§ THE TASK
Nothing but a number is expected: the count of lines in the data below that include "crate".

[Stored items]
╔══
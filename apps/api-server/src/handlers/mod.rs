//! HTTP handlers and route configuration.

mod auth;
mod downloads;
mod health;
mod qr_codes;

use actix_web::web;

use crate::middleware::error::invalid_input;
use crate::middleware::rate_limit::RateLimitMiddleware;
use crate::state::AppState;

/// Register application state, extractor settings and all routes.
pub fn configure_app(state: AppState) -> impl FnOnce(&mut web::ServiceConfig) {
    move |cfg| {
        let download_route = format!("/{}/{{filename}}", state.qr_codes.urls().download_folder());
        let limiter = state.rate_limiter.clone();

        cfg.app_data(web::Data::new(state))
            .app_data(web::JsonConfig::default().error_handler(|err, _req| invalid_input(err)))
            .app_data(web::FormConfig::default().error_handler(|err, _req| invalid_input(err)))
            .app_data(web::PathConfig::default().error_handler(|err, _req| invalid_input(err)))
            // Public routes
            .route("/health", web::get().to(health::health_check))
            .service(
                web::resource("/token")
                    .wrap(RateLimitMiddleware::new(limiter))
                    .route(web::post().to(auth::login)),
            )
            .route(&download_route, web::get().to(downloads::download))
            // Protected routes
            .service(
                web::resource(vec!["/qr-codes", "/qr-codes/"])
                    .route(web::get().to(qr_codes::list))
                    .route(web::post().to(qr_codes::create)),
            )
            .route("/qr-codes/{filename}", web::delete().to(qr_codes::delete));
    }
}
╚══
§ EXERCISE OUTPUT
3